TASK DESCRIPTION
Write the data out again, matching every line exactly.
※ ※ ※
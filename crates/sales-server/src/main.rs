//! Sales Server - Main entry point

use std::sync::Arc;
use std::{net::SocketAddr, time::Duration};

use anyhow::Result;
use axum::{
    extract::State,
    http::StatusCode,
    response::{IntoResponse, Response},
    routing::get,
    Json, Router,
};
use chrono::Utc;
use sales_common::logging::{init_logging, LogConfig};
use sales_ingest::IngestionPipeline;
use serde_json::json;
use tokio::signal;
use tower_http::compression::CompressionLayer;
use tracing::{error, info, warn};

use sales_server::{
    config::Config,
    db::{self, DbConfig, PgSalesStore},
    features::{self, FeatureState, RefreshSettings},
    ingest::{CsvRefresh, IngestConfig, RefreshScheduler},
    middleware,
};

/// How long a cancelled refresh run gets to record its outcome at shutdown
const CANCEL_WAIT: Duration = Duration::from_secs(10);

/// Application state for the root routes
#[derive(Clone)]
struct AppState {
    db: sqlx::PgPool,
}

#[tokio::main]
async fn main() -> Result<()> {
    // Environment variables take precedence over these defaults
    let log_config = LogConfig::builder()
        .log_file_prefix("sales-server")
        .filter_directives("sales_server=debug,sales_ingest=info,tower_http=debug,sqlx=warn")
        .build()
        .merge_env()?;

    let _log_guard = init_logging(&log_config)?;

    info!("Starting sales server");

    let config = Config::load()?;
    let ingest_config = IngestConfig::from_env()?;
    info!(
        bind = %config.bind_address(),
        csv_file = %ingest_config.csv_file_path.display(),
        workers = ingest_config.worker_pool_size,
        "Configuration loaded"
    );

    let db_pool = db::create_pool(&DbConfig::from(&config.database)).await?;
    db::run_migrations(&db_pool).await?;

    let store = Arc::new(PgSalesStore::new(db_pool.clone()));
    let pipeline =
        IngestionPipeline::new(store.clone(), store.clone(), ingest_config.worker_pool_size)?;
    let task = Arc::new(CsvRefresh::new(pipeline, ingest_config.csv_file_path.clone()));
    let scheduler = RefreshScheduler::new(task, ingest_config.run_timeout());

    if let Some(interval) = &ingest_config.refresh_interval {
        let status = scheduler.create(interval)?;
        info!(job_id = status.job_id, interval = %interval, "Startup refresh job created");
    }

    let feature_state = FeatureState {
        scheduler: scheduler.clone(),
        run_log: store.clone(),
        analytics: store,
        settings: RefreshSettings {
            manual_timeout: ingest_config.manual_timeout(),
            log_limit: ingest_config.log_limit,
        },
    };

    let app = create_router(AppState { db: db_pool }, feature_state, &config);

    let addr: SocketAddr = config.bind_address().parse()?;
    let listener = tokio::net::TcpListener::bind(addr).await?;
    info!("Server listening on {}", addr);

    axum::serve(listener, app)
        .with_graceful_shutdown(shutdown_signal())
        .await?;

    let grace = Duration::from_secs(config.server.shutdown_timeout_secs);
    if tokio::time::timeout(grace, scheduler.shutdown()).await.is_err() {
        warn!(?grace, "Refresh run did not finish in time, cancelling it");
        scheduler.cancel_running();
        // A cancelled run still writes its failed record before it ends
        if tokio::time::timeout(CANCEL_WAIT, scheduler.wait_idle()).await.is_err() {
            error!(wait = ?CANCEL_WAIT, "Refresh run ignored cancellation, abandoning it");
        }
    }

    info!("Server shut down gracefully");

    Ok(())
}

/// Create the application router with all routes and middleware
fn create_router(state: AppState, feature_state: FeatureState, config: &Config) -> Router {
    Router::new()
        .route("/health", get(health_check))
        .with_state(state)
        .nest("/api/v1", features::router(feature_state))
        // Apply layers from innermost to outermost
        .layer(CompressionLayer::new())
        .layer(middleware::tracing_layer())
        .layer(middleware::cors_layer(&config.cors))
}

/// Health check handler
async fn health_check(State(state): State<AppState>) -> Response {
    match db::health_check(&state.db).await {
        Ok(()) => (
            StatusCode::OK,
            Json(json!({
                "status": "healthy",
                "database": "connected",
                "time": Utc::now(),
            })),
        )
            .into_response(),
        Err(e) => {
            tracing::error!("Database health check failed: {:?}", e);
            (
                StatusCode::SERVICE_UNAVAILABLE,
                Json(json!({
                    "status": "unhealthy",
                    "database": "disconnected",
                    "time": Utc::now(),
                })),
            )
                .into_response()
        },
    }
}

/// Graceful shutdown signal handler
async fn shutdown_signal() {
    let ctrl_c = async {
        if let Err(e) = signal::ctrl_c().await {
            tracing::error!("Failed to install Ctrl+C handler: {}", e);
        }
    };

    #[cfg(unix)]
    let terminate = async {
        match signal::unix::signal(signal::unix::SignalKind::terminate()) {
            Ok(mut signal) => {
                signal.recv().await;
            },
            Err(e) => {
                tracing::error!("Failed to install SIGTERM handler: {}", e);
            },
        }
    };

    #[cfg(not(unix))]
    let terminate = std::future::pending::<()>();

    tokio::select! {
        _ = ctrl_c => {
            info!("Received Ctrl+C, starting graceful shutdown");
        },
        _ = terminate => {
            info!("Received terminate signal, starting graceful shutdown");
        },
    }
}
※ ※ ※
FINISHED TASK
filename crates/sales-server/src/main.rs
//! Sales Server - Main entry point

use std::sync::Arc;
use std::{net::SocketAddr, time::Duration};

use anyhow::Result;
use axum::{
    extract::State,
    http::StatusCode,
    response::{IntoResponse, Response},
    routing::get,
    Json, Router,
};
use chrono::Utc;
use sales_common::logging::{init_logging, LogConfig};
use sales_ingest::IngestionPipeline;
use serde_json::json;
use tokio::signal;
use tower_http::compression::CompressionLayer;
use tracing::{error, info, warn};

use sales_server::{
    config::Config,
    db::{self, DbConfig, PgSalesStore},
    features::{self, FeatureState, RefreshSettings},
    ingest::{CsvRefresh, IngestConfig, RefreshScheduler},
    middleware,
};

/// How long a cancelled refresh run gets to record its outcome at shutdown
const CANCEL_WAIT: Duration = Duration::from_secs(10);

/// Application state for the root routes
#[derive(Clone)]
struct AppState {
    db: sqlx::PgPool,
}

#[tokio::main]
async fn main() -> Result<()> {
    // Environment variables take precedence over these defaults
    let log_config = LogConfig::builder()
        .log_file_prefix("sales-server")
        .filter_directives("sales_server=debug,sales_ingest=info,tower_http=debug,sqlx=warn")
        .build()
        .merge_env()?;

    let _log_guard = init_logging(&log_config)?;

    info!("Starting sales server");

    let config = Config::load()?;
    let ingest_config = IngestConfig::from_env()?;
    info!(
        bind = %config.bind_address(),
        csv_file = %ingest_config.csv_file_path.display(),
        workers = ingest_config.worker_pool_size,
        "Configuration loaded"
    );

    let db_pool = db::create_pool(&DbConfig::from(&config.database)).await?;
    db::run_migrations(&db_pool).await?;

    let store = Arc::new(PgSalesStore::new(db_pool.clone()));
    let pipeline =
        IngestionPipeline::new(store.clone(), store.clone(), ingest_config.worker_pool_size)?;
    let task = Arc::new(CsvRefresh::new(pipeline, ingest_config.csv_file_path.clone()));
    let scheduler = RefreshScheduler::new(task, ingest_config.run_timeout());

    if let Some(interval) = &ingest_config.refresh_interval {
        let status = scheduler.create(interval)?;
        info!(job_id = status.job_id, interval = %interval, "Startup refresh job created");
    }

    let feature_state = FeatureState {
        scheduler: scheduler.clone(),
        run_log: store.clone(),
        analytics: store,
        settings: RefreshSettings {
            manual_timeout: ingest_config.manual_timeout(),
            log_limit: ingest_config.log_limit,
        },
    };

    let app = create_router(AppState { db: db_pool }, feature_state, &config);

    let addr: SocketAddr = config.bind_address().parse()?;
    let listener = tokio::net::TcpListener::bind(addr).await?;
    info!("Server listening on {}", addr);

    axum::serve(listener, app)
        .with_graceful_shutdown(shutdown_signal())
        .await?;

    let grace = Duration::from_secs(config.server.shutdown_timeout_secs);
    if tokio::time::timeout(grace, scheduler.shutdown()).await.is_err() {
        warn!(?grace, "Refresh run did not finish in time, cancelling it");
        scheduler.cancel_running();
        // A cancelled run still writes its failed record before it ends
        if tokio::time::timeout(CANCEL_WAIT, scheduler.wait_idle()).await.is_err() {
            error!(wait = ?CANCEL_WAIT, "Refresh run ignored cancellation, abandoning it");
        }
    }

    info!("Server shut down gracefully");

    Ok(())
}

/// Create the application router with all routes and middleware
fn create_router(state: AppState, feature_state: FeatureState, config: &Config) -> Router {
    Router::new()
        .route("/health", get(health_check))
        .with_state(state)
        .nest("/api/v1", features::router(feature_state))
        // Apply layers from innermost to outermost
        .layer(CompressionLayer::new())
        .layer(middleware::tracing_layer())
        .layer(middleware::cors_layer(&config.cors))
}

/// Health check handler
async fn health_check(State(state): State<AppState>) -> Response {
    match db::health_check(&state.db).await {
        Ok(()) => (
            StatusCode::OK,
            Json(json!({
                "status": "healthy",
                "database": "connected",
                "time": Utc::now(),
            })),
        )
            .into_response(),
        Err(e) => {
            tracing::error!("Database health check failed: {:?}", e);
            (
                StatusCode::SERVICE_UNAVAILABLE,
                Json(json!({
                    "status": "unhealthy",
                    "database": "disconnected",
                    "time": Utc::now(),
                })),
            )
                .into_response()
        },
    }
}

/// Graceful shutdown signal handler
async fn shutdown_signal() {
    let ctrl_c = async {
        if let Err(e) = signal::ctrl_c().await {
            tracing::error!("Failed to install Ctrl+C handler: {}", e);
        }
    };

    #[cfg(unix)]
    let terminate = async {
        match signal::unix::signal(signal::unix::SignalKind::terminate()) {
            Ok(mut signal) => {
                signal.recv().await;
            },
            Err(e) => {
                tracing::error!("Failed to install SIGTERM handler: {}", e);
            },
        }
    };

    #[cfg(not(unix))]
    let terminate = std::future::pending::<()>();

    tokio::select! {
        _ = ctrl_c => {
            info!("Received Ctrl+C, starting graceful shutdown");
        },
        _ = terminate => {
            info!("Received terminate signal, starting graceful shutdown");
        },
    }
}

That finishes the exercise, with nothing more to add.